The Last Will and Testament of James Brown was drafted by the offices of H. Dewain Herring, LLC of Columbia, South Carolina and was published on August 1, 2000.
The will consists of an introductory clause/preamble, followed by 10 main items/clauses. The introductory clause and revocatory clause were combined into one paragraph.
Mr. Brown made use of separate written memoranda to dispose of his personal effects, such as apparel, vehicles, furniture and books, as well as the insurance intended to protect such items. Copies of the memoranda were not published, so the exact distribution of these items was kept private. In the occasion that not all items were covered by the memoranda, or if the memoranda were not found, instructions were left to distribute items to his surviving children, in equal shares (or to the issue of a deceased child).

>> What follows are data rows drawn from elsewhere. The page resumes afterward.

//! Name-keyed storage for custom attributes.
//!
//! Meshes and point clouds keep their user-created attributes in an
//! [`AttributeStorage`]. Each entry is a full column whose length is kept in
//! sync with the element count of its domain by the owning geometry.

use std::collections::HashMap;

use crate::data::AttributeData;
use crate::domain::{AttributeDomain, AttributeInfo, AttributeType};
use crate::error::AttributeError;

/// A custom attribute column together with the domain it lives on.
#[derive(Debug, Clone, PartialEq)]
pub struct StoredAttribute {
    /// The domain this column has one value per element of.
    pub domain: AttributeDomain,
    /// The values. Length is always the size of `domain` on the owner.
    pub data: AttributeData,
}

impl StoredAttribute {
    #[must_use]
    pub fn info(&self) -> AttributeInfo {
        AttributeInfo::new(self.domain, self.data.data_type())
    }
}

/// Custom attributes of one geometry, keyed by name.
#[derive(Debug, Clone, Default, PartialEq)]
pub struct AttributeStorage {
    attributes: HashMap<String, StoredAttribute>,
}

impl AttributeStorage {
    /// Create an empty storage.
    #[must_use]
    pub fn new() -> Self {
        Self {
            attributes: HashMap::new(),
        }
    }

    /// Add a default-initialised column of `len` elements.
    ///
    /// # Errors
    ///
    /// Returns [`AttributeError::AlreadyExists`] if the name is taken.
    pub fn create(
        &mut self,
        name: &str,
        domain: AttributeDomain,
        data_type: AttributeType,
        len: usize,
    ) -> Result<(), AttributeError> {
        if self.attributes.contains_key(name) {
            return Err(AttributeError::AlreadyExists(name.to_string()));
        }
        self.attributes.insert(
            name.to_string(),
            StoredAttribute {
                domain,
                data: AttributeData::new(data_type, len),
            },
        );
        Ok(())
    }

    /// Insert a column, replacing any existing column with the same name.
    pub fn insert(
        &mut self,
        name: impl Into<String>,
        domain: AttributeDomain,
        data: AttributeData,
    ) -> Option<StoredAttribute> {
        self.attributes
            .insert(name.into(), StoredAttribute { domain, data })
    }

    /// Remove a column, returning it if it existed.
    pub fn remove(&mut self, name: &str) -> Option<StoredAttribute> {
        self.attributes.remove(name)
    }

    #[must_use]
    pub fn get(&self, name: &str) -> Option<&StoredAttribute> {
        self.attributes.get(name)
    }

    #[must_use]
    pub fn get_mut(&mut self, name: &str) -> Option<&mut StoredAttribute> {
        self.attributes.get_mut(name)
    }

    #[must_use]
    pub fn contains(&self, name: &str) -> bool {
        self.attributes.contains_key(name)
    }

    /// Names of all stored columns, in no particular order.
    pub fn names(&self) -> impl Iterator<Item = &str> {
        self.attributes.keys().map(String::as_str)
    }

    /// Iterate over the columns that live on `domain`.
    pub fn iter_domain(
        &self,
        domain: AttributeDomain,
    ) -> impl Iterator<Item = (&str, &StoredAttribute)> {
        self.attributes
            .iter()
            .filter(move |(_, attribute)| attribute.domain == domain)
            .map(|(name, attribute)| (name.as_str(), attribute))
    }

    /// Resize every column on `domain` to `len` elements.
    pub fn resize_domain(&mut self, domain: AttributeDomain, len: usize) {
        for attribute in self.attributes.values_mut() {
            if attribute.domain == domain {
                attribute.data.resize(len);
            }
        }
    }

    #[must_use]
    pub fn len(&self) -> usize {
        self.attributes.len()
    }

    #[must_use]
    pub fn is_empty(&self) -> bool {
        self.attributes.is_empty()
    }
}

Mr. Brown’s appointed personal representatives were charged with the distribution of his personal effects and packing/shipping costs were instructed to be charged against the estate as an administrative expense.
An inter vivos trust was created to dispose of all other property not covered by the memoranda. The beneficiaries of this trust were Mr. Brown’s 3 co-trustees. Property was placed in the trust using a pour over gift, keeping the contents of the trust private.
An executor clause was placed in the will which provided detailed instructions regarding the naming of personal representatives and the naming of successor representatives should the need arise. The definition of a personal representative, and powers, fees and voting rights for said representatives was also covered.
The final item in the will is an interrorum clause, meant to discourage anyone from the contesting the will. It states that any beneficiary, who contests the will, will forfeit their interest, and that interest will pass to another. It also reiterates that anyone not specifically provided for in the will has no standing to challenge its contents. This would prove to be problematic, since the will did not provide for a child that was born to Mr. Brown and his wife after its execution.
The testimonium, attestation and self-proving affidavit were combined on the final page of the document. Only two witnesses were used, one of them being the Notary Public.
The self-proving affidavit was manually altered to change both the state and county of execution. The possibility of this causing Mr. Brown’s place of domicile to be called into question was covered by item IX in the will-the Severability and State Law to Govern clause. This clause basically states that the will should be regulated and governed by the State of South Carolina.